:: ASSIGNMENT ::
Below are entries; output exactly the lines from the one with "Default, Serialize, Deserialize)]" to the one with "pub enum Mode", both included, and nothing else.

:: MATERIAL PROVIDED ::
//! Per-device mapping files and the compiled form the event normalizer runs on.

use evdev::Key;
use itertools::Itertools;
use serde::{Deserialize, Serialize};
use std::{collections::HashMap, fmt, rc::Rc};

mod compile;
mod generate;
mod load;


pub use compile::{compile, ValidationError};
pub use generate::{generate, Capabilities};
pub use load::{config_path, default_path, load, parse, read, save, ConfigError};

/// A mapping file as written on disk
#[derive(Debug, Clone, PartialEq, Default, Serialize, Deserialize)]
#[serde(deny_unknown_fields)]
pub struct Mapping {
    #[serde(default)]
    pub grab: bool,
    #[serde(default)]
    pub buttons: Vec<ButtonDef>,
    #[serde(default)]
    pub axes: Vec<AxisDef>,
    #[serde(default)]
    pub actions: Vec<ActionDef>,
}

#[derive(Debug, Clone, PartialEq, Eq, Serialize, Deserialize)]
#[serde(deny_unknown_fields)]
pub struct ButtonDef {
    pub name: String,
    pub code: u16,
}

#[derive(Debug, Clone, PartialEq, Eq, Serialize, Deserialize)]
#[serde(deny_unknown_fields)]
pub struct AxisDef {
    pub name: String,
    pub code: u16,
    pub min: i32,
    pub max: i32,
}

#[derive(Debug, Clone, PartialEq, Eq, Serialize, Deserialize)]
#[serde(deny_unknown_fields)]
pub struct ActionDef {
    pub trigger: OneOrMany<String>,
    #[serde(default)]
    pub mode: Mode,
    #[serde(default)]
    pub hold: bool,
    #[serde(rename = "type")]
    pub kind: Kind,
    pub target: OneOrMany<String>,
}

/// Fields which accept either a single value or a list of them
#[derive(Debug, Clone, PartialEq, Eq, Serialize, Deserialize)]
#[serde(untagged)]
pub enum OneOrMany<T> {
    One(T),
    Many(Vec<T>),
}

impl<T> OneOrMany<T> {
    pub fn as_slice(&self) -> &[T] {
        match self {
            OneOrMany::One(value) => std::slice::from_ref(value),
            OneOrMany::Many(values) => values,
        }
    }
}

impl<T> From<T> for OneOrMany<T> {
    fn from(value: T) -> Self {
        OneOrMany::One(value)
    }
}

/// How the elements of a trigger combine
#[derive(Debug, Clone, Copy, Default, PartialEq, Eq, Serialize, Deserialize)]
pub enum Mode {
    /// Every element must be active at the same time
    #[default]
    #[serde(rename = "all", alias = "simultaneous")]
    Simultaneous,
    /// Any one active element is enough
    #[serde(rename = "any")]
    Any,
    /// Elements must become active one after the other, in order
    #[serde(rename = "sequence")]
    Sequence,
}

#[derive(Debug, Clone, Copy, PartialEq, Eq, Serialize, Deserialize)]
#[serde(rename_all = "lowercase")]
pub enum Kind {
    Key,
    Exec,
}

/// One end of an absolute axis
#[derive(Debug, Clone, Copy, PartialEq, Eq, Hash)]
pub enum Extreme {
    Min,
    Max,
}

impl fmt::Display for Extreme {
    fn fmt(&self, f: &mut fmt::Formatter) -> fmt::Result {
        match self {
            Extreme::Min => write!(f, "min"),
            Extreme::Max => write!(f, "max"),
        }
    }
}

#[derive(Debug, Clone, Copy, PartialEq, Eq)]
pub enum EventKind {
    Button,
    Axis { min: i32, max: i32 },
}

/// A watched hardware event. `previous` is the last raw value seen, which
/// edge detection compares against.
#[derive(Debug, Clone, PartialEq, Eq)]
pub struct EventSpec {
    pub name: String,
    pub code: u16,
    pub kind: EventKind,
    pub previous: i32,
}

impl EventSpec {
    pub fn button(name: &str, code: u16) -> Self {
        EventSpec {
            name: name.to_owned(),
            code,
            kind: EventKind::Button,
            previous: 0,
        }
    }

    pub fn axis(name: &str, code: u16, min: i32, max: i32) -> Self {
        let mut spec = EventSpec {
            name: name.to_owned(),
            code,
            kind: EventKind::Axis { min, max },
            previous: 0,
        };

        spec.previous = spec.idle();

        spec
    }

    /// The resting value: released for buttons, the midpoint for axes
    pub fn idle(&self) -> i32 {
        match self.kind {
            EventKind::Button => 0,
            EventKind::Axis { min, max } => (i64::from(min) + i64::from(max)).div_euclid(2) as i32,
        }
    }
}

/// Reference to a watched event, with the axis extreme for axes. Resolved to
/// a code when the mapping is compiled.
#[derive(Debug, Clone, Copy, PartialEq, Eq, Hash)]
pub struct EventRef {
    pub code: u16,
    pub extreme: Option<Extreme>,
}

#[derive(Debug, Clone, PartialEq, Eq)]
pub enum Effect {
    Key(Vec<Key>),
    Exec(Vec<String>),
}

#[derive(Debug, Clone, PartialEq, Eq)]
pub struct Action {
    /// Position in the mapping file. Only meaningful within one `Config`
    pub id: usize,
    pub trigger: Vec<EventRef>,
    pub mode: Mode,
    pub hold: bool,
    pub effect: Effect,
}

impl fmt::Display for Action {
    fn fmt(&self, f: &mut fmt::Formatter) -> fmt::Result {
        match &self.effect {
            Effect::Key(keys) => write!(
                f,
                "action {} (key {})",
                self.id,
                keys.iter().map(|key| format!("{key:?}")).join(" ")
            ),
            Effect::Exec(commands) => {
                write!(f, "action {} (exec {})", self.id, commands.join("; "))
            }
        }
    }
}

/// Per-action matching progress. Reset whenever a `Config` is (re)loaded.
#[derive(Debug, Clone, Default, PartialEq, Eq)]
pub struct TriggerState {
    /// One flag per trigger element
    pub active: Vec<bool>,
    /// Next expected element of a sequence
    pub position: usize,
    /// A sequence has completed and waits for its final element to release
    pub satisfied: bool,
    /// `Down` was emitted and `Up` is still owed
    pub fired: bool,
    /// A chord released part way; it must be fully released before it can fire again
    pub latched: bool,
}

impl TriggerState {
    fn new(len: usize) -> Self {
        TriggerState {
            active: vec![false; len],
            ..Default::default()
        }
    }
}

/// Compiled mapping for one device
#[derive(Debug, Clone)]
pub struct Config {
    pub grab: bool,
    pub(crate) events: HashMap<u16, EventSpec>,
    pub(crate) actions: Vec<Rc<Action>>,
    pub(crate) states: Vec<TriggerState>,
    pub(crate) dispatch: HashMap<u16, Vec<usize>>,
}

impl Config {
    pub fn event(&self, code: u16) -> Option<&EventSpec> {
        self.events.get(&code)
    }

    pub fn event_by_name(&self, name: &str) -> Option<&EventSpec> {
        self.events.values().find(|spec| spec.name == name)
    }

    /// Watched events, ordered by code
    pub fn events(&self) -> impl Iterator<Item = &EventSpec> {
        self.events.values().sorted_by_key(|spec| spec.code)
    }

    /// Actions in definition order; the index is the action id
    pub fn actions(&self) -> &[Rc<Action>] {
        &self.actions
    }

    pub fn state(&self, id: usize) -> Option<&TriggerState> {
        self.states.get(id)
    }

    /// Every action referencing `code`, in definition order
    pub fn dispatch(&self, code: u16) -> impl Iterator<Item = &Rc<Action>> {
        self.dispatch
            .get(&code)
            .into_iter()
            .flatten()
            .map(|id| &self.actions[*id])
    }

    /// Actions whose trigger contains exactly `event`, in definition order
    pub fn triggered_by(&self, event: &EventRef) -> Vec<&Rc<Action>> {
        self.dispatch(event.code)
            .filter(|action| action.trigger.contains(event))
            .collect()
    }

    /// Human readable name of an event reference, like `ABS_X:min`
    pub fn describe(&self, event: &EventRef) -> String {
        let name = self
            .events
            .get(&event.code)
            .map(|spec| spec.name.as_str())
            .unwrap_or("?");

        match event.extreme {
            Some(extreme) => format!("{name}:{extreme}"),
            None => name.to_owned(),
        }
    }

    /// Put all transient state back to idle: axis midpoints, released buttons,
    /// no partially matched triggers
    pub fn reset(&mut self) {
        for spec in self.events.values_mut() {
            spec.previous = spec.idle();
        }

        for (state, action) in self.states.iter_mut().zip(&self.actions) {
            *state = TriggerState::new(action.trigger.len());
        }
    }
}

:: RESPONSE TO THIS EXERCISE ::
#[derive(Debug, Clone, PartialEq, Default, Serialize, Deserialize)]
#[serde(deny_unknown_fields)]
pub struct Mapping {
    #[serde(default)]
    pub grab: bool,
    #[serde(default)]
    pub buttons: Vec<ButtonDef>,
    #[serde(default)]
    pub axes: Vec<AxisDef>,
    #[serde(default)]
    pub actions: Vec<ActionDef>,
}

#[derive(Debug, Clone, PartialEq, Eq, Serialize, Deserialize)]
#[serde(deny_unknown_fields)]
pub struct ButtonDef {
    pub name: String,
    pub code: u16,
}

#[derive(Debug, Clone, PartialEq, Eq, Serialize, Deserialize)]
#[serde(deny_unknown_fields)]
pub struct AxisDef {
    pub name: String,
    pub code: u16,
    pub min: i32,
    pub max: i32,
}

#[derive(Debug, Clone, PartialEq, Eq, Serialize, Deserialize)]
#[serde(deny_unknown_fields)]
pub struct ActionDef {
    pub trigger: OneOrMany<String>,
    #[serde(default)]
    pub mode: Mode,
    #[serde(default)]
    pub hold: bool,
    #[serde(rename = "type")]
    pub kind: Kind,
    pub target: OneOrMany<String>,
}

/// Fields which accept either a single value or a list of them
#[derive(Debug, Clone, PartialEq, Eq, Serialize, Deserialize)]
#[serde(untagged)]
pub enum OneOrMany<T> {
    One(T),
    Many(Vec<T>),
}

impl<T> OneOrMany<T> {
    pub fn as_slice(&self) -> &[T] {
        match self {
            OneOrMany::One(value) => std::slice::from_ref(value),
            OneOrMany::Many(values) => values,
        }
    }
}

impl<T> From<T> for OneOrMany<T> {
    fn from(value: T) -> Self {
        OneOrMany::One(value)
    }
}

/// How the elements of a trigger combine
#[derive(Debug, Clone, Copy, Default, PartialEq, Eq, Serialize, Deserialize)]
pub enum Mode {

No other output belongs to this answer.